A fina-flor do reino de Dinis I
«(…) Destes sete filhos, havidos fora do casamento, três merecem
particular destaque, já pelos lugares que ocuparam na corte de seu pai, já pelo
papel que desempenharam nos violentos conflitos que marcaram o termo do seu
reinado. São eles: Pedro Afonso, Afonso Sanches e João Afonso,
que se envolveram todos na guerra feita ao rei Dinis I por seu filho legítimo,
o infante Afonso. Essa guerra, assegura o conde de Barcelos, travou-se
porque o herdeiro do trono, instigado por Gomes Lourenço de Beja, um vilão
advogado que era filho de um carpinteiro, estava convencido de que o pai queria
que lhe sucedesse e reinasse Afonso Sanches,
seu filho de barregã. Mas os melhores historiadores sustentam hoje que à guerra
do infante se acrescentou uma outra, a que a grande nobreza senhorial fez ao rei
Trovador, cujo poder considerava excessivo e, em todo o caso, ofensivo dos seus
antigos direitos, honras e privilégios.
É evidentemente difícil saber se foram os senhores a aproveitar-se da
guerra do infante, se foi o infante a aproveitar-se da guerra dos senhores.

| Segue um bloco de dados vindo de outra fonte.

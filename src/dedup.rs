use std::collections::HashSet;
use std::sync::Mutex;

/// Set of case-folded titles accepted during one run.
///
/// Shared by every worker; the lock is only held for the check-and-insert,
/// never across a fetch.
#[derive(Debug, Default)]
pub struct DedupRegistry {
    seen: Mutex<HashSet<String>>,
}

impl DedupRegistry {
    pub fn new() -> Self {
        Self::default()
    }

    /// Returns true the first time a title (ignoring case) is offered, false afterwards
    pub fn try_accept(&self, title: &str) -> bool {
        let key = title.to_lowercase();
        let mut seen = match self.seen.lock() {
            Ok(guard) => guard,
            Err(poisoned) => poisoned.into_inner(),
        };
        if seen.contains(&key) {
            ::log::trace!("Skipping duplicate title: {}", title);
            return false;
        }
        seen.insert(key);
        true
    }

    /// Number of distinct titles accepted so far
    pub fn len(&self) -> usize {
        match self.seen.lock() {
            Ok(guard) => guard.len(),
            Err(poisoned) => poisoned.into_inner().len(),
        }
    }

    pub fn is_empty(&self) -> bool {
        self.len() == 0
    }
}
use crate::results::NO_DISCOUNT;
use regex::Regex;
use std::sync::LazyLock;

static NON_PRICE_CHARS: LazyLock<Regex> =
    LazyLock::new(|| Regex::new(r"[^0-9.]").expect("static price pattern"));

static NON_DIGITS: LazyLock<Regex> =
    LazyLock::new(|| Regex::new(r"[^0-9]").expect("static digit pattern"));

/// Parses a price label such as `"$19.99"` or `"£1,299.00"`.
///
/// Everything except ASCII digits and `.` is dropped before parsing, so
/// `"1.234,56"` reads as `1.23456`. Returns `None` when nothing numeric is left.
pub fn clean_price(raw: &str) -> Option<f64> {
    let stripped = NON_PRICE_CHARS.replace_all(raw, "");
    if stripped.is_empty() {
        return None;
    }

    match stripped.parse::<f64>() {
        Ok(price) => Some(price),
        Err(e) => {
            ::log::debug!("Unparsable price {:?}: {}", raw, e);
            None
        }
    }
}

/// Discount magnitude of a label such as `"-50%"` or `"50% Off"`; 0 when absent or unparsable.
///
/// Only digits are kept, so a fractional label like `"12.5%"` reads as 125.
pub fn clean_discount(raw: Option<&str>) -> f64 {
    let raw = match raw {
        Some(raw) if raw != NO_DISCOUNT => raw,
        _ => return 0.0,
    };

    NON_DIGITS
        .replace_all(raw, "")
        .parse::<f64>()
        .unwrap_or(0.0)
}

#[cfg(test)]
mod tests {
    use super::*;

    #[test]
    fn test_clean_price() {
        assert_eq!(clean_price("$19.99"), Some(19.99));
        assert_eq!(clean_price("  €4.50 "), Some(4.5));
        assert_eq!(clean_price("£1,299.00"), Some(1299.0));
        assert_eq!(clean_price("0.00"), Some(0.0));
    }

    #[test]
    fn test_clean_price_without_digits() {
        assert_eq!(clean_price(""), None);
        assert_eq!(clean_price("Free"), None);
        assert_eq!(clean_price("."), None);
        assert_eq!(clean_price("1.2.3"), None);
    }

    #[test]
    fn test_clean_discount() {
        assert_eq!(clean_discount(Some("50% Off")), 50.0);
        assert_eq!(clean_discount(Some("-75%")), 75.0);
        assert_eq!(clean_discount(Some("No Discount")), 0.0);
        assert_eq!(clean_discount(Some("")), 0.0);
        assert_eq!(clean_discount(Some("Sale!")), 0.0);
        assert_eq!(clean_discount(None), 0.0);
    }
}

Juntou-se em todo o caso a fome com a
vontade de comer e, de 1319 a 1325, Portugal esteve a ferro
e fogo, dilacerado por uma guerra civil que foi também, se não foi sobretudo,
uma guerra entre irmãos. O primeiro sinal deste conflito fratricida
surgiu após a morte de João Afonso Meneses, 1º conde de Barcelos.
Trineto do rei Sancho e da formosa Ribeirinha,
tinha duas filhas, que se desentenderam sobre a herança. Uma, D. Teresa
Martins Telo, era mulher de Afonso Sanches, com quem casara em
Outubro de 1307; a outra, D. Violante
Sanches, estava casada com Martim Gil Sousa, que fora mordomo do infante
Afonso e era alferes-mor do reino. As duas herdeiras recorreram à justiça
régia. E a 3 de Janeiro de 1312,
sete ou oito anos após a morte do conde, o rei Dinis decidiu a causa: Martim
Gil herdou o título de conde de Barcelos, mas Afonso Sanches ficou com a maior
parte da fortuna, isto é, o senhorio e o castelo de Albuquerque (Alburquerque?).
Ofendido com a decisão do monarca, Martim Gil exilou-se em Castela,
onde morreu pouco depois. E, na sentença do rei, os grandes senhores viram, e
terão feito o infante ver, uma demonstração do favorecimento de Afonso
Sanches e uma prova da desordem reinante no regimento e na justiça do reino. A partir
daí, as relações entre Dinis I e o seu herdeiro não mais deixaram de se agravar
e, por 1316, estalou entre os dois
uma guerra aberta, fomentada por alguns
nobres despeitados e saudosos de antigos privilégios feudais, que o rei Dinis
havia cerceado, mas também uma guerra querida por Castela e Aragão, reinos
interessados em enfraquecer Portugal no contexto da Península.
Os bastardos do Trovador
dividiram-se pelos dois lados da barricada. Dinis I teve a seu lado aquele que
lhe era mais querido, Afonso Sanches, bem como João Afonso e Fernão
Sanches, contando, além disso, com os
oficiais da corte, alguns nobres de segunda, o bispo de Évora, o deão do Porto
e, importantíssimos aliados, os mestres das ordens Militares. O infante
Afonso, por seu turno, além do apoio da Rainha
Santa, sua mãe, contava com um
punhado de grandes senhores e filhos segundos, a que se juntaram os bispos de
Lisboa e Porto. Contava ainda com Pedro Afonso, futuro conde de Barcelos,
seu meio-irmão, que, sendo mordomo da infanta D. Beatriz, mulher de Afonso, se
considerava vassalo do herdeiro do trono e lhe reconhecia senhorio. Pedro Afonso foi o primeiro de todos os filhos, legítimos
e ilegítimos, do rei Dinis I, posto não se saiba exactamente quando nasceu. A
maioria dos historiadores inclina-se para situar esse nascimento cerca de 1285, ou seja, três anos depois do
casamento do monarca com a princesa de Aragão e cinco anos antes do nascimento
da infanta D. Constança, primeiro fruto daquele matrimónio». In
Isabel Lencastre, Bastardos Reais, Os Filhos Ilegítimos dos Reis de Portugal,
Oficina do Livro, 2012, ISBN 978-989-555-845-2.